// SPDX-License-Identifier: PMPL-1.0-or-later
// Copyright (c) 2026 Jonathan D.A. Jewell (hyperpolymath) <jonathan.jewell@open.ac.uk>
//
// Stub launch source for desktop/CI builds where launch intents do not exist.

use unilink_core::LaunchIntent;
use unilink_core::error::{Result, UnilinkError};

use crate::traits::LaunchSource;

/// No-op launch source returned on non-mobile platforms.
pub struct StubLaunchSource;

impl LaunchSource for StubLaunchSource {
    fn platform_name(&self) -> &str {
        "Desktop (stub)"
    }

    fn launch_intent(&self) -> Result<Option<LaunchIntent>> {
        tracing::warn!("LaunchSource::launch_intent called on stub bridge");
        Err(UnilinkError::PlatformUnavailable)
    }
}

######

Assignment
What's wanted is each line above, transcribed with nothing altered.

Solution to this problem
// SPDX-License-Identifier: PMPL-1.0-or-later
// Copyright (c) 2026 Jonathan D.A. Jewell (hyperpolymath) <jonathan.jewell@open.ac.uk>
//
// Stub launch source for desktop/CI builds where launch intents do not exist.

use unilink_core::LaunchIntent;
use unilink_core::error::{Result, UnilinkError};

use crate::traits::LaunchSource;

/// No-op launch source returned on non-mobile platforms.
pub struct StubLaunchSource;

impl LaunchSource for StubLaunchSource {
    fn platform_name(&self) -> &str {
        "Desktop (stub)"
    }

    fn launch_intent(&self) -> Result<Option<LaunchIntent>> {
        tracing::warn!("LaunchSource::launch_intent called on stub bridge");
        Err(UnilinkError::PlatformUnavailable)
    }
}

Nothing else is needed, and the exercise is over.